Among the records below, find the line that has "All category limits"; from there, give the lines again exactly, and stop after the line that has "for limit in".

——

use sea_orm::entity::prelude::*;
use serde::Serialize;

/// Blog post. `blocks` holds the editor's block-structured content as JSON.
#[derive(Clone, Debug, PartialEq, DeriveEntityModel, Serialize)]
#[sea_orm(table_name = "blogs")]
#[serde(rename_all = "camelCase")]
pub struct Model {
    #[sea_orm(primary_key, auto_increment = false)]
    pub id: Uuid,
    pub title: String,
    pub category: Option<String>,
    pub blocks: Json,
    pub tags: Json,
    pub cover_image_url: Option<String>,
    pub created_at: chrono::DateTime<chrono::Utc>,
    pub updated_at: chrono::DateTime<chrono::Utc>,
}

#[derive(Copy, Clone, Debug, EnumIter, DeriveRelation)]
pub enum Relation {}

impl ActiveModelBehavior for ActiveModel {}
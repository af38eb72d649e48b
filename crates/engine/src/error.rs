//! The module contains the errors the ledger can throw.
use thiserror::Error;

/// Errors raised while building the CSV export artifact.
#[derive(Error, Debug)]
pub enum ExportError {
    #[error("csv serialization failed: {0}")]
    Csv(#[from] csv::Error),
    #[error("csv writer flush failed")]
    Flush,
}
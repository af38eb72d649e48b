//! Telegram bot.
//!
//! Thin transport layer: it turns inbound Telegram messages into
//! dispatches against the in-memory expense ledger and carries the
//! reply texts (and CSV documents) back. All command logic lives in
//! the transport-free [`router`] module.

use teloxide::prelude::*;

pub use teloxide::types::UserId;

use crate::state::{DialogueStore, LedgerStore};

mod commands;
mod handlers;
mod router;
mod state;
mod ui;

#[derive(Clone)]
pub struct ConfigParameters {
    allowed_users: Option<Vec<UserId>>,
    ledger: LedgerStore,
    dialogues: DialogueStore,
}

pub struct Bot {
    token: String,
    allowed_users: Option<Vec<UserId>>,
}

impl Bot {
    pub fn new(token: &str, allowed_users: Option<Vec<UserId>>) -> Self {
        Self {
            token: token.to_string(),
            allowed_users,
        }
    }

    pub fn builder() -> BotBuilder {
        BotBuilder::default()
    }

    pub async fn run(&self) {
        tracing::info!("Starting telegram bot...");

        let bot = teloxide::Bot::new(&self.token);
        let parameters = ConfigParameters {
            allowed_users: self.allowed_users.clone(),
            ledger: LedgerStore::default(),
            dialogues: DialogueStore::default(),
        };

        let handler = Update::filter_message().endpoint(handlers::handle_message);

        Dispatcher::builder(bot, handler)
            .dependencies(dptree::deps![parameters])
            .default_handler(|upd| async move {
                tracing::warn!("Unhandled update: {:?}", upd);
            })
            .error_handler(LoggingErrorHandler::with_custom_text(
                "An error has occurred in the dispatcher",
            ))
            .enable_ctrlc_handler()
            .build()
            .dispatch()
            .await;
    }
}

#[derive(Default, Debug)]
pub struct BotBuilder {
    token: String,
    allowed_users: Option<Vec<UserId>>,
}

impl BotBuilder {
    pub fn token(mut self, token: &str) -> BotBuilder {
        self.token = token.to_string();
        self
    }

    pub fn allowed_users(mut self, allowed_users: Vec<UserId>) -> BotBuilder {
        if !allowed_users.is_empty() {
            self.allowed_users = Some(allowed_users);
        }
        self
    }

    pub fn build(self) -> Bot {
        tracing::info!("Initializing telegram bot...");
        Bot {
            token: self.token,
            allowed_users: self.allowed_users,
        }
    }
}
//! Handles settings for the application. Configuration is written in
//! `settings.toml`; see `settings.toml.example` for the expected keys.
use config::{Config, ConfigError, File};
use serde::Deserialize;

#[derive(Debug, Deserialize)]
pub struct App {
    pub level: String,
}

#[derive(Debug, Deserialize)]
pub struct Telegram {
    pub token: String,
    /// Telegram user ids allowed to talk to the bot. Empty means open.
    #[serde(default)]
    pub allowed_users: Vec<u64>,
}

#[derive(Debug, Deserialize)]
pub struct Settings {
    pub app: App,
    pub telegram: Telegram,
}

impl Settings {
    pub fn new() -> Result<Self, ConfigError> {
        let settings = Config::builder()
            .add_source(File::with_name("settings"))
            .build()?;

        settings.try_deserialize()
    }
}
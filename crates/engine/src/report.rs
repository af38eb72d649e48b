//! Aggregated text views over ledger data.
//!
//! Every function here is a pure function of the records it receives;
//! the caller decides beforehand whether the user has any sequence at
//! all (the "no recorded expenses" case never reaches this module).

use crate::{Expense, Limit};

/// Line-per-record listing for a single category, or an explicit
/// "none found" when the user has records but none match.
pub fn category_view(category: &str, records: &[&Expense]) -> String {
    if records.is_empty() {
        return format!("No expenses found for category {category}.");
    }

    let mut out = format!("Expenses for category {category}:\n\n");
    for expense in records {
        out.push_str(&format!(
            "ID: {}, Amount: {}, Description: {}\n",
            expense.id, expense.amount, expense.description
        ));
    }
    out
}

/// Line-per-record listing for a single "YYYY-MM" period.
pub fn month_view(period: &str, records: &[&Expense]) -> String {
    if records.is_empty() {
        return format!("No expenses found for {period}.");
    }

    let mut out = format!("Expenses for {period}:\n\n");
    for expense in records {
        out.push_str(&format!(
            "ID: {}, Amount: {}, Category: {}, Description: {}\n",
            expense.id, expense.amount, expense.category, expense.description
        ));
    }
    out
}

/// Per-period, per-category totals over all of a user's records.
///
/// Periods appear in first-encountered order, categories in
/// first-encountered order within their period. Nothing is sorted.
pub fn monthly_report(records: &[Expense]) -> String {
    let mut out = String::from("Monthly Expense Report:\n\n");

    let mut periods: Vec<&str> = Vec::new();
    for expense in records {
        if !periods.contains(&expense.period.as_str()) {
            periods.push(&expense.period);
        }
    }

    for period in periods {
        out.push_str(&format!("Month: {period}\n"));

        let mut totals: Vec<(&str, f64)> = Vec::new();
        for expense in records.iter().filter(|e| e.period == period) {
            match totals
                .iter_mut()
                .find(|(category, _)| *category == expense.category)
            {
                Some((_, total)) => *total += expense.amount,
                None => totals.push((&expense.category, expense.amount)),
            }
        }

        for (category, total) in totals {
            out.push_str(&format!("{category}: {total}\n"));
        }
        out.push('\n');
    }

    out
}

/// All category limits in insertion order, or "none set."
pub fn limits_view(limits: &[Limit]) -> String {
    if limits.is_empty() {
        return "No category limits set.".to_string();
    }

    let mut out = String::from("Current category limits:\n");
    for limit in limits {
        out.push_str(&format!("{}: {}\n", limit.category, limit.amount));
    }
    out
}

——

| The completed task |
/// All category limits in insertion order, or "none set."
pub fn limits_view(limits: &[Limit]) -> String {
    if limits.is_empty() {
        return "No category limits set.".to_string();
    }

    let mut out = String::from("Current category limits:\n");
    for limit in limits {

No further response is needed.